Extracted data entries
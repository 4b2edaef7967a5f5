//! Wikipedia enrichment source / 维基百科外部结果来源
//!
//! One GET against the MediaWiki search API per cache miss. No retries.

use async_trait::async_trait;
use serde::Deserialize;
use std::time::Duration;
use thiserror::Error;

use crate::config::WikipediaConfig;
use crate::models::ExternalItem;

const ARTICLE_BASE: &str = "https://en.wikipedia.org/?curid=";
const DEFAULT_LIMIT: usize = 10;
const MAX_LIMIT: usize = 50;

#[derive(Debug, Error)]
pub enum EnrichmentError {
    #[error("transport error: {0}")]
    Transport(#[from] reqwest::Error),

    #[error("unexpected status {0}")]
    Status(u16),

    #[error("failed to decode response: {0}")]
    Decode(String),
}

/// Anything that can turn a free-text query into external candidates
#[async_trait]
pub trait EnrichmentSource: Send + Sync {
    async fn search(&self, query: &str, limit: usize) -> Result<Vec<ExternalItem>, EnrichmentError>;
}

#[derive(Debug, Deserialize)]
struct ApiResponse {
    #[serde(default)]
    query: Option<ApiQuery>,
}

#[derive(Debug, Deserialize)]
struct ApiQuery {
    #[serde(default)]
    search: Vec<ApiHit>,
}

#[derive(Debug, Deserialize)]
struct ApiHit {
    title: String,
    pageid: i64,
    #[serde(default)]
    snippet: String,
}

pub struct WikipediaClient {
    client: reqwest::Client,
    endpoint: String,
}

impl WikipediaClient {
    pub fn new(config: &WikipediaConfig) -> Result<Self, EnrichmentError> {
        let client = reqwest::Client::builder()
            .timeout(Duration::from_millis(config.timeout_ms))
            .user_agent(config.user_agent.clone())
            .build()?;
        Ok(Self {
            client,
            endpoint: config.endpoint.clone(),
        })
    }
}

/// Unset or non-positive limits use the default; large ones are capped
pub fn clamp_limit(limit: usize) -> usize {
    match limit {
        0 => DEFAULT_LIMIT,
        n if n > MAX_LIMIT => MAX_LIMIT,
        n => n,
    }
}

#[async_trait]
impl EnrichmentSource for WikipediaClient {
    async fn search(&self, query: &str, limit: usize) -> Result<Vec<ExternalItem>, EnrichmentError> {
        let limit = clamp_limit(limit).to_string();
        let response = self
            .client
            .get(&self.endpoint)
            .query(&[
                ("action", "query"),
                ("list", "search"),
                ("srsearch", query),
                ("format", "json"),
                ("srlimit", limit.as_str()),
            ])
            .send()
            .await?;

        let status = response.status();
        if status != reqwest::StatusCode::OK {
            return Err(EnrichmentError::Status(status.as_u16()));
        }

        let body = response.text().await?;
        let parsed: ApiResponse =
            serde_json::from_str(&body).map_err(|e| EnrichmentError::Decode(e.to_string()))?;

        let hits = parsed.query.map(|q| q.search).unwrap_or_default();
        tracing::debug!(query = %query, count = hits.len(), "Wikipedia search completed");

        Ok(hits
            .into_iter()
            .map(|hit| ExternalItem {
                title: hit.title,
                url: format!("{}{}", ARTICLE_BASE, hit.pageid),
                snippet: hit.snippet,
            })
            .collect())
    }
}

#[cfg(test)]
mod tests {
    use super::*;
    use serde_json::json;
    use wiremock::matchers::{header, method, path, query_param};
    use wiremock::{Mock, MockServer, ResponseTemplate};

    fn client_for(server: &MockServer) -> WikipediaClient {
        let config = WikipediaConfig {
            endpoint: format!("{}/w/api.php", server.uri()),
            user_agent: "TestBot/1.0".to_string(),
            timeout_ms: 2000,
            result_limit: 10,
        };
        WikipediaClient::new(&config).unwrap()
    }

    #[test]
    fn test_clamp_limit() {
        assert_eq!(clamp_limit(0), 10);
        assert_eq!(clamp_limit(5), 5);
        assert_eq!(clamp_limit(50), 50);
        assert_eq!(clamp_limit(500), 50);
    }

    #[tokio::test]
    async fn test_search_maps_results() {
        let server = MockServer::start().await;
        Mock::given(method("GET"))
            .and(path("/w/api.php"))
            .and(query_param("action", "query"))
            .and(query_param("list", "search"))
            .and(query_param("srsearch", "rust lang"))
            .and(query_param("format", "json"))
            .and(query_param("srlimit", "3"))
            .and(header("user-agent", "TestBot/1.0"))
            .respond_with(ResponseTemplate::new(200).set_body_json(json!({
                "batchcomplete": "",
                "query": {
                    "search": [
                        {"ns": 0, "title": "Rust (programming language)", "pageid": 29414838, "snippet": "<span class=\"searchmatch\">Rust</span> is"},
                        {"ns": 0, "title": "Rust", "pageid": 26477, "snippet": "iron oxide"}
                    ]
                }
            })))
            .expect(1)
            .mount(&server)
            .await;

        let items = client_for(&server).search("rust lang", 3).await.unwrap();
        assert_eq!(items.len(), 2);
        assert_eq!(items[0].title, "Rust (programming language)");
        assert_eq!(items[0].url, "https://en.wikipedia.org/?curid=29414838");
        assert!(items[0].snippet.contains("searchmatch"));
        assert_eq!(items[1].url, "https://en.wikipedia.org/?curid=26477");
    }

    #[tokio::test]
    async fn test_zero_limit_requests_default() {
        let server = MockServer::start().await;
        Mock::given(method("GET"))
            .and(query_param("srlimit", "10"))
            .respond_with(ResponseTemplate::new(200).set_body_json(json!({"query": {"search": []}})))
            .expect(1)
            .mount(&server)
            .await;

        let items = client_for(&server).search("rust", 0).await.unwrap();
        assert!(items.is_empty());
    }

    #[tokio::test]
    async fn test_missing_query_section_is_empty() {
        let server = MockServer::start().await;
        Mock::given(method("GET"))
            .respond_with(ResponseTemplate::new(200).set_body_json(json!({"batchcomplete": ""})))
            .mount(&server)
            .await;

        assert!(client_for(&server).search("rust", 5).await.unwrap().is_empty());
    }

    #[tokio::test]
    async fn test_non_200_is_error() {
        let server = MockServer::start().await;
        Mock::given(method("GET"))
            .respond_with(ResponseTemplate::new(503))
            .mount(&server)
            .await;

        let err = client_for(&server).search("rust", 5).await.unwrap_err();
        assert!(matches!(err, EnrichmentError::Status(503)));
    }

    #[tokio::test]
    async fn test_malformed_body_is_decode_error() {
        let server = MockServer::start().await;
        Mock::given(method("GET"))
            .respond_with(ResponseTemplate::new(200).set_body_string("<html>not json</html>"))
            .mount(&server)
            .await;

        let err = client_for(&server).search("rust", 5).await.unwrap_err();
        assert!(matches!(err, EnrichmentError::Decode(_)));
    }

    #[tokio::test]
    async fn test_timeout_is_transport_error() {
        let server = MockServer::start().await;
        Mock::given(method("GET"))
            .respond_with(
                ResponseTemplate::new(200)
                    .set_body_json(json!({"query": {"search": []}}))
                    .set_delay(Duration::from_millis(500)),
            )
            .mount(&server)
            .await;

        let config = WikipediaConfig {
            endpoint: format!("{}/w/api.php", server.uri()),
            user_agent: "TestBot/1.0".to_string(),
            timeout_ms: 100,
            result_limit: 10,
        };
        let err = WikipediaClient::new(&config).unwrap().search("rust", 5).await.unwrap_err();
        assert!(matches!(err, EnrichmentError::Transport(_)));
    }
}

### WHAT YOU SHOULD DO
From the records above, pull out each line that has "reqwest".

### RESPONSE TO THE TASK
    Transport(#[from] reqwest::Error),
    client: reqwest::Client,
        let client = reqwest::Client::builder()
        if status != reqwest::StatusCode::OK {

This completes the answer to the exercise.